Board president slams Yachad for settlement resolution support

Jonathan Arkush criticised the group but said he would not heed calls to expel them from the Board

## BOD Presidents Election 13189

Board of Deputies’ president Jonathan Arkush has slammed Jewish campaign group Yachad for backing the U.N. resolution criticising settlements, but refused calls to expel the group from the Board for doing so.

The comments came during Sunday’s monthly Board meeting, where Arkush once again criticised the Security Council vote on 23 December, despite acknowledging that there were a “range of views” from the community.

He said: “I fail to understand how Yachad believes that Resolution 2334 would contribute to the prospects of peace, given that leading progressive voices in Israel including Itzhak Herzog and Tzipi Livni roundly condemned it.”

Some Deputies, including Natalie Shaw from Barnet Synagogue, called for action against Yachad, arguing that the group’s direct message to the UK government in favour of the resolution amounted to a breach of the Board’s constitution.

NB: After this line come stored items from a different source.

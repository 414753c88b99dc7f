//! Parallel show and movie processing.
//!
//! Items are processed on spawned tokio tasks, at most `max_workers` (and
//! never more than [`MAX_WORKERS`]) at a time. A task that panics only
//! costs its own item, which falls back to a minimal record. Results are
//! re-ordered by the sort field afterwards, so completion order never leaks
//! into the report.

use crate::core::fields::{movie_registry, show_registry, sort_field, FieldRegistry};
use crate::core::resolver::CatalogResolver;
use crate::models::media::{MovieItem, ShowItem};
use crate::models::report::{FieldRecord, FieldValue, MovieRecord, ResolutionTier, ShowRecord};
use indicatif::{ProgressBar, ProgressStyle};
use std::collections::BTreeMap;
use std::future::Future;
use std::sync::atomic::{AtomicU32, Ordering};
use std::sync::Arc;
use tokio::sync::Semaphore;

/// Hard ceiling on concurrent workers, whatever the configuration asks for.
pub const MAX_WORKERS: usize = 10;

/// Worker pool settings.
#[derive(Debug, Clone, Copy)]
pub struct ProcessorOptions {
    /// Upper bound on concurrently processed items.
    pub max_workers: usize,
    /// Draw a progress bar on stderr.
    pub show_progress: bool,
}

impl Default for ProcessorOptions {
    fn default() -> Self {
        Self {
            max_workers: MAX_WORKERS,
            show_progress: true,
        }
    }
}

fn progress_bar(len: usize, what: &str, visible: bool) -> ProgressBar {
    if !visible {
        return ProgressBar::hidden();
    }
    let pb = ProgressBar::new(len as u64);
    let style = ProgressStyle::default_bar()
        .template("{spinner:.green} [{bar:40.cyan/blue}] {pos}/{len} {msg}")
        .map(|s| s.progress_chars("=>-"))
        .unwrap_or_else(|_| ProgressStyle::default_bar());
    pb.set_style(style);
    pb.set_message(format!("Processing {}", what));
    pb
}

/// Run `work` for every item on a bounded pool of spawned tasks.
///
/// Output order matches input order. `None` marks an item whose task
/// panicked or was cancelled.
async fn run_pool<I, O, F, Fut>(
    items: &[I],
    max_workers: usize,
    pb: &ProgressBar,
    work: F,
) -> Vec<Option<O>>
where
    I: Clone,
    F: Fn(I) -> Fut,
    Fut: Future<Output = O> + Send + 'static,
    O: Send + 'static,
{
    let workers = max_workers.min(MAX_WORKERS).min(items.len()).max(1);
    let semaphore = Arc::new(Semaphore::new(workers));
    tracing::debug!("Processing {} items with {} workers", items.len(), workers);

    let mut handles = Vec::with_capacity(items.len());
    for item in items {
        let semaphore = semaphore.clone();
        let pb = pb.clone();
        let task = work(item.clone());

        handles.push(tokio::spawn(async move {
            let _permit = semaphore.acquire_owned().await;
            let output = task.await;
            pb.inc(1);
            output
        }));
    }

    let mut results = Vec::with_capacity(handles.len());
    for handle in handles {
        match handle.await {
            Ok(output) => results.push(Some(output)),
            Err(e) => {
                tracing::error!("Worker task failed: {}", e);
                pb.inc(1);
                results.push(None);
            }
        }
    }
    pb.finish_and_clear();
    results
}

/// Stable, case-insensitive sort by the report's sort field.
fn sort_records<T>(records: &mut [T], field: Option<&str>, fields_of: impl Fn(&T) -> &FieldRecord) {
    let Some(field) = field else {
        return;
    };
    records.sort_by_cached_key(|r| {
        fields_of(r)
            .get(field)
            .map(FieldValue::sort_key)
            .unwrap_or_default()
    });
}

/// Record with the title in place of every selected field that could not
/// be computed.
fn minimal_fields(title: &str, fields: &[String]) -> FieldRecord {
    let mut record = FieldRecord::default();
    for field in fields {
        let value = if field == "Title" {
            FieldValue::Text(title.to_string())
        } else {
            FieldValue::NotAvailable
        };
        record.push(field.as_str(), value);
    }
    if !fields.iter().any(|f| f == "Title") {
        record.push("Title", FieldValue::Text(title.to_string()));
    }
    record
}

/// Processes TV shows: fields, remote resolution and season counts.
pub struct ShowProcessor {
    resolver: CatalogResolver,
    registry: Arc<FieldRegistry<ShowItem>>,
    fields: Arc<Vec<String>>,
    options: ProcessorOptions,
}

impl ShowProcessor {
    pub fn new(resolver: CatalogResolver, fields: Vec<String>, options: ProcessorOptions) -> Self {
        Self {
            resolver,
            registry: Arc::new(show_registry()),
            fields: Arc::new(fields),
            options,
        }
    }

    /// Process every show. Returns the sorted records and the highest
    /// season number seen on either side.
    pub async fn process_all(&self, shows: &[ShowItem]) -> (Vec<ShowRecord>, u32) {
        let max_season = Arc::new(AtomicU32::new(0));
        let pb = progress_bar(shows.len(), "shows", self.options.show_progress);

        let results = run_pool(shows, self.options.max_workers, &pb, |show: ShowItem| {
            let resolver = self.resolver.clone();
            let registry = self.registry.clone();
            let fields = self.fields.clone();
            let max_season = max_season.clone();
            async move {
                let record = process_show(&show, &resolver, &registry, &fields).await;
                max_season.fetch_max(record.max_season(), Ordering::Relaxed);
                record
            }
        })
        .await;

        let mut records: Vec<ShowRecord> = results
            .into_iter()
            .zip(shows)
            .map(|(result, show)| match result {
                Some(record) => record,
                None => {
                    let title = show.metadata.display_title();
                    tracing::error!("Show '{}' could not be processed; writing a minimal row", title);
                    ShowRecord {
                        fields: minimal_fields(title, &self.fields),
                        local_seasons: BTreeMap::new(),
                        remote_info: None,
                    }
                }
            })
            .collect();

        sort_records(&mut records, sort_field(self.fields.as_slice()), |r| &r.fields);
        let max_season = max_season.load(Ordering::Relaxed);
        tracing::info!(
            "Processed {} shows (highest season: {})",
            records.len(),
            max_season
        );
        (records, max_season)
    }
}

/// Build the record for one show.
pub async fn process_show(
    show: &ShowItem,
    resolver: &CatalogResolver,
    registry: &FieldRegistry<ShowItem>,
    fields: &[String],
) -> ShowRecord {
    let title = show.metadata.display_title();
    let record_fields = registry.extract_all(show, fields, title);
    let local_seasons = show.local_season_counts();

    let imdb_id = show.imdb_id();
    let remote_info = resolver
        .resolve_show(imdb_id.as_deref(), show.search_title())
        .await;
    if remote_info.is_none() {
        tracing::debug!("No catalog data for '{}'", title);
    }

    ShowRecord {
        fields: record_fields,
        local_seasons,
        remote_info,
    }
}

/// Processes movies: field extraction and resolution tier.
pub struct MovieProcessor {
    registry: Arc<FieldRegistry<MovieItem>>,
    fields: Arc<Vec<String>>,
    options: ProcessorOptions,
}

impl MovieProcessor {
    pub fn new(fields: Vec<String>, options: ProcessorOptions) -> Self {
        Self {
            registry: Arc::new(movie_registry()),
            fields: Arc::new(fields),
            options,
        }
    }

    /// Process every movie and return the sorted records.
    pub async fn process_all(&self, movies: &[MovieItem]) -> Vec<MovieRecord> {
        let pb = progress_bar(movies.len(), "movies", self.options.show_progress);

        let results = run_pool(movies, self.options.max_workers, &pb, |movie: MovieItem| {
            let registry = self.registry.clone();
            let fields = self.fields.clone();
            async move { process_movie(&movie, &registry, &fields) }
        })
        .await;

        let mut records: Vec<MovieRecord> = results
            .into_iter()
            .zip(movies)
            .map(|(result, movie)| {
                result.unwrap_or_else(|| {
                    let title = movie.metadata.display_title();
                    tracing::error!("Movie '{}' could not be processed; writing a minimal row", title);
                    MovieRecord {
                        fields: minimal_fields(title, &self.fields),
                        resolution: ResolutionTier::Unknown,
                    }
                })
            })
            .collect();

        sort_records(&mut records, sort_field(self.fields.as_slice()), |r| &r.fields);
        tracing::info!("Processed {} movies", records.len());
        records
    }
}

/// Build the record for one movie.
pub fn process_movie(
    movie: &MovieItem,
    registry: &FieldRegistry<MovieItem>,
    fields: &[String],
) -> MovieRecord {
    let resolution = movie
        .primary_media()
        .and_then(|m| m.video_resolution.as_deref())
        .map(ResolutionTier::classify)
        .unwrap_or(ResolutionTier::Unknown);

    MovieRecord {
        fields: registry.extract_all(movie, fields, movie.metadata.display_title()),
        resolution,
    }
}

#[cfg(test)]
mod tests {
    use super::*;

    #[test]
    fn test_minimal_fields_keeps_columns() {
        let fields = vec!["Year".to_string(), "Title".to_string()];
        let record = minimal_fields("Lost", &fields);
        assert_eq!(record.len(), 2);
        assert_eq!(record.get("Year"), Some(&FieldValue::NotAvailable));
        assert_eq!(record.get("Title"), Some(&FieldValue::Text("Lost".into())));

        let record = minimal_fields("Lost", &["Year".to_string()]);
        assert_eq!(record.get("Title"), Some(&FieldValue::Text("Lost".into())));
    }

    #[test]
    fn test_sort_is_case_insensitive_and_stable() {
        let mk = |title: &str, year: i64| {
            let mut r = FieldRecord::default();
            r.push("Title", FieldValue::Text(title.to_string()));
            r.push("Year", FieldValue::Integer(year));
            r
        };
        let mut records = vec![mk("b", 1), mk("A", 2), mk("a", 3)];
        sort_records(&mut records, Some("Title"), |r| r);
        let years: Vec<_> = records.iter().map(|r| r.get("Year").cloned()).collect();
        assert_eq!(
            years,
            vec![
                Some(FieldValue::Integer(2)),
                Some(FieldValue::Integer(3)),
                Some(FieldValue::Integer(1))
            ]
        );
    }

    #[tokio::test]
    async fn test_movie_resolution_tier() {
        let mut movie = MovieItem::default();
        movie.metadata.title = Some("Dune".to_string());
        movie.media = vec![crate::models::media::MediaInfo {
            video_resolution: Some("4k".to_string()),
            ..Default::default()
        }];

        let processor = MovieProcessor::new(
            vec!["Title".to_string()],
            ProcessorOptions {
                max_workers: 2,
                show_progress: false,
            },
        );
        let records = processor.process_all(&[movie]).await;
        assert_eq!(records.len(), 1);
        assert_eq!(records[0].resolution, ResolutionTier::UltraHd);
    }
}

Participants on one of Yachad’s Israel tours

Arkush, who voted against Yachad’s membership, said: “I do not read the [Board’s] constitution as requiring every Deputy to have a particular view or not to have a particular view… I’m not going to expel them because I don’t agree with them.”

Yachad believes that settlements beyond the Green Line are illegal, and advocates a two-state solution “close to the pre-1967 lines” with Jerusalem as the shared capital.

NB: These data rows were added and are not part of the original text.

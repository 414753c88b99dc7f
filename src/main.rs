//! Plex Media Export CLI
//!
//! A command-line tool that exports Plex libraries to Excel and checks TV
//! shows for missing episodes against TVMaze.

use clap::Parser;
use plex_media_export::cli::{
    args::{CacheAction, Cli, Commands},
    commands::{cache, export, fields, lookup},
};
use plex_media_export::models::config;
use plex_media_export::preflight;
use std::path::{Path, PathBuf};

#[tokio::main]
async fn main() -> anyhow::Result<()> {
    // Parse command line arguments
    let cli = Cli::parse();

    // Settings from .env, the config file and the environment
    dotenvy::dotenv().ok();
    let (config, warnings) = config::load_config();

    // Initialize logging
    let log_file = init_logging(cli.verbose, &config.log_dir());
    if let Some(path) = log_file {
        tracing::debug!("Writing log file {}", path.display());
    }
    for warning in warnings {
        tracing::warn!("{}", warning);
    }

    // Run the appropriate command
    match cli.command {
        Commands::Export {
            output_dir,
            section,
            no_cache,
        } => {
            // Run preflight checks unless skipped
            if !cli.skip_preflight {
                run_preflight_checks(&config).await?;
            }

            let options = export::ExportOptions {
                output_dir,
                sections: section,
                no_cache,
            };
            export::export(&config, options).await?;
        }

        Commands::Lookup { imdb, title } => {
            lookup::lookup(&config, imdb.as_deref(), title.as_deref()).await?;
        }

        Commands::Cache { action } => match action {
            CacheAction::Stats => {
                cache::stats(&config).await?;
            }
            CacheAction::Clear => {
                cache::clear(&config).await?;
            }
        },

        Commands::Fields => {
            fields::list_fields(&config);
        }
    }

    Ok(())
}

/// Initialize the logging system.
///
/// Console output follows `--verbose`. A debug-level log file is written to
/// `log_dir` when the directory can be created; its path is returned.
fn init_logging(verbose: bool, log_dir: &Path) -> Option<PathBuf> {
    use tracing_subscriber::{fmt, prelude::*, EnvFilter};

    let filter = if verbose {
        EnvFilter::new("plex_media_export=debug")
    } else {
        EnvFilter::new("plex_media_export=info")
    };
    let console = fmt::layer()
        .with_target(false)
        .without_time()
        .with_filter(filter);

    let log_path = log_dir.join(format!(
        "plex_export_{}.log",
        chrono::Local::now().format("%Y%m%d")
    ));
    let log_file = std::fs::create_dir_all(log_dir).and_then(|_| {
        std::fs::OpenOptions::new()
            .create(true)
            .append(true)
            .open(&log_path)
    });

    match log_file {
        Ok(file) => {
            let file_layer = fmt::layer()
                .with_ansi(false)
                .with_writer(std::sync::Mutex::new(file))
                .with_filter(EnvFilter::new("plex_media_export=debug"));
            tracing_subscriber::registry()
                .with(console)
                .with(file_layer)
                .init();
            Some(log_path)
        }
        Err(e) => {
            tracing_subscriber::registry().with(console).init();
            tracing::warn!("File logging disabled ({}): {}", log_path.display(), e);
            None
        }
    }
}

/// Run preflight checks and exit if a required one fails.
async fn run_preflight_checks(config: &config::Config) -> anyhow::Result<()> {
    use colored::Colorize;

    println!("{}", "Running preflight checks...".bold());
    println!();

    let results = preflight::run_preflight_checks(config).await?;
    preflight::print_results(&results);

    println!();

    if !preflight::required_passed(&results) {
        anyhow::bail!("Preflight checks failed. Fix the issues above and try again.");
    }
    if !preflight::all_passed(&results) {
        println!(
            "{}",
            "Continuing without TVMaze; season completeness will be unknown.".yellow()
        );
        println!();
    }

    Ok(())
}
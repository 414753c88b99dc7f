//! Integration tests for the field extraction registry.

use plex_media_export::core::fields::{show_registry, FieldRegistry};
use plex_media_export::models::media::{ItemMetadata, ShowItem, Tag};
use plex_media_export::models::report::FieldValue;
use plex_media_export::Error;

fn show() -> ShowItem {
    ShowItem {
        metadata: ItemMetadata {
            title: Some("Dark".to_string()),
            year: Some(2017),
            studio: Some("Wiedemann & Berg".to_string()),
            labels: vec![Tag::new("German"), Tag::new("Sci-Fi")],
            ..Default::default()
        },
        ..Default::default()
    }
}

#[test]
fn test_unknown_field_yields_missing_marker() {
    let fields = ["Title", "Nonexistent", "Year"];
    let record = show_registry().extract_all(&show(), &fields, "Dark");

    assert_eq!(record.len(), 3);
    assert_eq!(record.get("Nonexistent"), Some(&FieldValue::NotAvailable));
    assert_eq!(record.get("Year"), Some(&FieldValue::Integer(2017)));
    assert_eq!(record.values[1].1.to_string(), "N/A");
}

#[test]
fn test_failing_extractor_is_isolated() {
    let registry: FieldRegistry<ShowItem> = FieldRegistry::new()
        .register("Title", |s: &ShowItem| {
            Ok(FieldValue::text_or_na(s.metadata.title.as_deref()))
        })
        .register("Broken", |_: &ShowItem| Err(Error::field("Broken", "always fails")))
        .register("Studio", |s: &ShowItem| {
            Ok(FieldValue::text_or_na(s.metadata.studio.as_deref()))
        });

    let record = registry.extract_all(&show(), &["Title", "Broken", "Studio"], "Dark");
    assert_eq!(record.get("Title"), Some(&FieldValue::Text("Dark".into())));
    assert_eq!(record.get("Broken"), Some(&FieldValue::ExtractionError));
    assert_eq!(record.get("Broken").unwrap().to_string(), "Error Processing Field");
    assert_eq!(
        record.get("Studio"),
        Some(&FieldValue::Text("Wiedemann & Berg".into()))
    );
}

#[test]
fn test_selection_order_is_kept() {
    let fields = ["Labels", "Title", "ViewCount"];
    let record = show_registry().extract_all(&show(), &fields, "Dark");
    let names: Vec<&str> = record.values.iter().map(|(n, _)| n.as_str()).collect();

    assert_eq!(names, fields);
    assert_eq!(
        record.get("Labels"),
        Some(&FieldValue::Text("German, Sci-Fi".into()))
    );
    assert_eq!(record.get("ViewCount"), Some(&FieldValue::Integer(0)));
}

#[test]
fn test_extraction_does_not_modify_item() {
    let item = show();
    let before = format!("{:?}", item);
    show_registry().extract_all(&item, &show_registry().names(), "Dark");
    assert_eq!(format!("{:?}", item), before);
}
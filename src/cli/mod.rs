//! Command line interface.

pub mod args;
pub mod commands;
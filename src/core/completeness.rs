//! Season and series completeness.
//!
//! Pure functions comparing local episode counts (keyed by season number)
//! against the remote catalog's counts. Season 0 holds specials: it gets a
//! cell of its own but never counts toward the series ratio.

use crate::models::catalog::RemoteShowInfo;
use crate::models::report::{CompletionCell, CompletionStatus};
use std::collections::BTreeMap;

fn local_count(local: &BTreeMap<u32, u32>, season: u32) -> u32 {
    local.get(&season).copied().unwrap_or(0)
}

/// Status of a season the remote catalog lists with `remote > 0` episodes.
pub fn classify(local: u32, remote: u32) -> CompletionStatus {
    if local >= remote {
        CompletionStatus::Complete
    } else if local > 0 {
        CompletionStatus::Partial
    } else {
        CompletionStatus::Missing
    }
}

/// Completeness cell for one season.
pub fn season_cell(
    season: u32,
    local: &BTreeMap<u32, u32>,
    remote: Option<&RemoteShowInfo>,
) -> CompletionCell {
    let have = local_count(local, season);

    let Some(remote) = remote else {
        if have > 0 {
            return CompletionCell::new(format!("{}/?", have), CompletionStatus::Attention);
        }
        let beyond_local = local.keys().next_back().map_or(true, |&max| season > max);
        return if beyond_local {
            CompletionCell::blank(CompletionStatus::Neutral)
        } else {
            CompletionCell::blank(CompletionStatus::Missing)
        };
    };

    match remote.episode_count(season) {
        None if have > 0 => CompletionCell::new(format!("{}/?", have), CompletionStatus::Attention),
        None => CompletionCell::blank(CompletionStatus::Neutral),
        Some(0) => {
            let status = if have == 0 {
                CompletionStatus::Neutral
            } else {
                CompletionStatus::Attention
            };
            CompletionCell::new(format!("{}/0", have), status)
        }
        Some(want) => CompletionCell::new(format!("{}/{}", have, want), classify(have, want)),
    }
}

/// Series completeness cell: complete regular seasons over regular remote seasons.
pub fn series_cell(local: &BTreeMap<u32, u32>, remote: Option<&RemoteShowInfo>) -> CompletionCell {
    let Some(remote) = remote else {
        let regular = local.keys().filter(|&&s| s > 0).count();
        let status = if regular > 0 {
            CompletionStatus::Attention
        } else {
            CompletionStatus::Neutral
        };
        return CompletionCell::new(format!("{}/?", regular), status);
    };

    let denominator = remote.regular_seasons().count();
    let numerator = remote
        .regular_seasons()
        .filter(|s| {
            s.episode_count > 0 && local_count(local, s.season_number) >= s.episode_count
        })
        .count();

    let status = if denominator == 0 {
        CompletionStatus::Neutral
    } else if numerator == denominator {
        CompletionStatus::Complete
    } else if numerator > 0 {
        CompletionStatus::Partial
    } else {
        CompletionStatus::Attention
    };
    CompletionCell::new(format!("{}/{}", numerator, denominator), status)
}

Lawrence Brass from Bushey and District Synagogue, a former Board treasurer, said the Israeli government had a “flagrant disregard to the rule law,” citing the continued existence of the illegal settlement of Amona, which judges ordered be demolished.

He said Arkush’s comments had “caused huge disappointment to many members of our community who love Israel but aren’t prepared to sign blank cheques for whatever the Israeli Government does,” adding: “We mustn’t become just an extension of the Israeli Embassy.”

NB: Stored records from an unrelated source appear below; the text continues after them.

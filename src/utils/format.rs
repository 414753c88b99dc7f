//! Value formatting helpers.

use crate::models::media::Tag;
use chrono::{DateTime, NaiveDate, Utc};
use regex::Regex;
use std::sync::OnceLock;

/// Format a timestamp as ISO 8601.
pub fn format_datetime(dt: &DateTime<Utc>) -> String {
    dt.format("%Y-%m-%dT%H:%M:%S").to_string()
}

/// Format a date as `YYYY-MM-DD`.
pub fn format_date(date: &NaiveDate) -> String {
    date.format("%Y-%m-%d").to_string()
}

/// Join tag names with `", "`. Empty lists yield `None`.
pub fn format_tags(tags: &[Tag]) -> Option<String> {
    let names: Vec<&str> = tags
        .iter()
        .map(|t| t.tag.trim())
        .filter(|t| !t.is_empty())
        .collect();
    if names.is_empty() {
        None
    } else {
        Some(names.join(", "))
    }
}

fn imdb_guid_regex() -> Option<&'static Regex> {
    static RE: OnceLock<Option<Regex>> = OnceLock::new();
    RE.get_or_init(|| Regex::new(r"^imdb://(tt\d+)$").ok()).as_ref()
}

/// Extract `tt1234567` from an `imdb://tt1234567` GUID.
pub fn imdb_id_from_guid(guid: &str) -> Option<String> {
    imdb_guid_regex()?
        .captures(guid.trim())
        .and_then(|caps| caps.get(1))
        .map(|m| m.as_str().to_string())
}

/// Make a section title usable as a worksheet name.
///
/// Keeps alphanumerics, spaces, `_` and `-`, replaces anything else with `_`
/// and truncates to Excel's 31-character limit.
pub fn sanitize_sheet_name(name: &str) -> String {
    let cleaned: String = name
        .chars()
        .take(31)
        .map(|c| {
            if c.is_alphanumeric() || c == ' ' || c == '_' || c == '-' {
                c
            } else {
                '_'
            }
        })
        .collect();
    let trimmed = cleaned.trim();
    if trimmed.is_empty() {
        "Sheet".to_string()
    } else {
        trimmed.to_string()
    }
}

/// Season column header, e.g. `S01`.
pub fn season_header(season: u32) -> String {
    format!("S{:02}", season)
}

Amos Schonfield of Yachad said the wording of the U.N resolution was “a mirror of the wording that Israel signed in a bilateral trade agreement with the European Union, it’s nothing new”. He pointed out that Yachad writing to ministers was also nothing new, saying Yachad had been the first Jewish organisation to condemn “absurd” resolutions on Jerusalem put forward by UNESCO.

Tal Ofer of Chigwell and Hainault Synagogue said: “I do not understand why [the Board’s] statement sounds as if it was drafted by [Israeli Prime Minister Benjamin Netanyahu,” asking Arkush: “The official view of the Board is to support the two-state solution. Why then are you disappointed with a resolution that seeks to keep the two-state solution alive?”